Interview with MaryLouise Patterson

Episode 1,   Jul 20, 2021, 01:00 AM

Discussion of her book, "Letters From Langston"

Please pass this Interview around to your friends - with MaryLouise Patterson about her parents (William Patterson and Louise Patterson) long friendship with poet Langston Hughes through her new book, "Letters From Langston".

June 19, 2021, Qumran Report Host Melvin Ishmael Johnson interview MaryLouise Patterson. Website: Dramastage-qumran.org; Email: dramastage1@yahoo.com; Phone: 213-908-6495.

Louise Thompson Patterson (September 9, 1901 – August 27, 1999) was an American social activist and college professor. Thompson was acquainted with many of the leading literary figures during the Harlem Renaissance of the 1920s and 1930s, spending most of her life involved in civil rights. Thompson Patterson is also known as one of the first black women to be enrolled at the University of California at Berkeley.

William Lorenzo Patterson (August 27, 1891 – March 5, 1980) was an African-American leader in the Communist Party USA and head of the International Labor Defense, a group that offered legal representation to communists, trade unionists, and African Americans in cases involving issues of political or racial persecution.

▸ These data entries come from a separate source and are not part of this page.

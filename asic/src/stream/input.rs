// Copyright 2021 Contributors to the ASiC Tools project.
// SPDX-License-Identifier: MIT

use crate::entry::{classify, EntryKind, MIMETYPE};
use crate::error::StructuralErrorKind;
use crate::model::MimeType;
use crate::Result;
use log::{debug, warn};
use std::io::{self, Chain, Cursor, Read};
use zip::read::{read_zipfile_from_stream, ZipFile};
use zip::CompressionMethod;

// Signature of the end of central directory record.
const EMPTY_ARCHIVE_SIGNATURE: &[u8] = b"PK\x05\x06";

/// Reads the entries of a container in stored order, straight from a forward-only source.
///
/// Only the local headers are used, so the source does not have to be seekable. Entries written with a
/// trailing data descriptor cannot be read this way and are reported as ZIP errors.
pub struct AsicInputStream<R: Read> {
    source: Chain<Cursor<Vec<u8>>, R>,
    mime_type: Option<MimeType>,
    pushed_back: Option<(String, Vec<u8>)>,
    finished: bool,
}

impl<R: Read> AsicInputStream<R> {
    /// Opens a stream that requires the container to begin with a valid `mimetype` entry.
    pub fn new(source: R) -> Result<AsicInputStream<R>> {
        AsicInputStream::with_mode(source, true)
    }

    /// Opens a stream. In lenient mode a container without a leading `mimetype` entry is accepted.
    pub fn with_mode(mut source: R, strict: bool) -> Result<AsicInputStream<R>> {
        let mut mime_type = None;
        let mut pushed_back = None;
        let mut finished = false;

        // An archive without entries starts straight with the end of central directory record, which the
        // streaming ZIP reader does not accept as a first header.
        let mut signature = Vec::with_capacity(EMPTY_ARCHIVE_SIGNATURE.len());
        source
            .by_ref()
            .take(EMPTY_ARCHIVE_SIGNATURE.len() as u64)
            .read_to_end(&mut signature)?;
        let empty = signature == EMPTY_ARCHIVE_SIGNATURE;
        let mut source = Cursor::new(signature).chain(source);

        if empty {
            if strict {
                return Err(StructuralErrorKind::MimetypeMissing.into());
            }
            debug!("Container has no entries");
            return Ok(AsicInputStream {
                source,
                mime_type,
                pushed_back,
                finished: true,
            });
        }

        match read_zipfile_from_stream(&mut source)? {
            Some(mut first) if first.name() == MIMETYPE => {
                mime_type = Some(read_mimetype(&mut first)?);
            }
            Some(mut first) => {
                if strict {
                    return Err(StructuralErrorKind::MimetypeMissing.into());
                }
                warn!("Container does not begin with a mimetype entry");
                let name = first.name().to_owned();
                let mut content = Vec::new();
                first.read_to_end(&mut content)?;
                pushed_back = Some((name, content));
            }
            None => {
                if strict {
                    return Err(StructuralErrorKind::MimetypeMissing.into());
                }
                finished = true;
            }
        }

        Ok(AsicInputStream {
            source,
            mime_type,
            pushed_back,
            finished,
        })
    }

    /// The container type declared by the `mimetype` entry, if there was one.
    pub fn mime_type(&self) -> Option<&MimeType> {
        self.mime_type.as_ref()
    }

    /// Returns the next entry, or `None` once the central directory is reached.
    ///
    /// The entry borrows the stream: it must be dropped before the next one can be requested. Any
    /// content left unread is skipped at that point.
    pub fn next_entry(&mut self) -> Result<Option<ContainerEntry<'_>>> {
        if let Some((name, content)) = self.pushed_back.take() {
            return Ok(Some(ContainerEntry {
                kind: classify(&name),
                name,
                content: EntryContent::Buffered(Cursor::new(content)),
            }));
        }
        if self.finished {
            return Ok(None);
        }

        match read_zipfile_from_stream(&mut self.source)? {
            Some(file) => {
                let name = file.name().to_owned();
                if name == MIMETYPE {
                    return Err(StructuralErrorKind::MimetypeNotFirst.into());
                }
                debug!("Reading entry {}", name);
                Ok(Some(ContainerEntry {
                    kind: classify(&name),
                    name,
                    content: EntryContent::Stream(file),
                }))
            }
            None => {
                self.finished = true;
                Ok(None)
            }
        }
    }
}

fn read_mimetype(file: &mut ZipFile<'_>) -> Result<MimeType> {
    if file.compression() != CompressionMethod::Stored {
        return Err(StructuralErrorKind::MimetypeCompressed.into());
    }
    let mut content = String::new();
    file.read_to_string(&mut content)?;
    let mime_type = MimeType::for_str(&content)?;
    debug!("Container mimetype is {}", mime_type);
    Ok(mime_type)
}

enum EntryContent<'a> {
    Stream(ZipFile<'a>),
    Buffered(Cursor<Vec<u8>>),
}

/// One entry of a container being read. Reading yields the uncompressed content.
pub struct ContainerEntry<'a> {
    name: String,
    kind: EntryKind,
    content: EntryContent<'a>,
}

impl<'a> ContainerEntry<'a> {
    pub fn name(&self) -> &str {
        &self.name
    }

    pub fn kind(&self) -> EntryKind {
        self.kind
    }

    /// Reads the remaining content of the entry into memory.
    pub fn read_all(&mut self) -> Result<Vec<u8>> {
        let mut content = Vec::new();
        self.read_to_end(&mut content)?;
        Ok(content)
    }
}

impl<'a> Read for ContainerEntry<'a> {
    fn read(&mut self, buf: &mut [u8]) -> io::Result<usize> {
        match &mut self.content {
            EntryContent::Stream(file) => file.read(buf),
            EntryContent::Buffered(cursor) => cursor.read(buf),
        }
    }
}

Langston Hughes (February 1, 1901[1] – May 22, 1967) was an American poet, social activist, novelist, playwright, and columnist from Joplin, Missouri. One of the earliest innovators of the literary art form called jazz poetry, Hughes is best known as a leader of the Harlem Renaissance. He famously wrote about the period that "the Negro was in vogue", which was later paraphrased as "when Harlem was in vogue."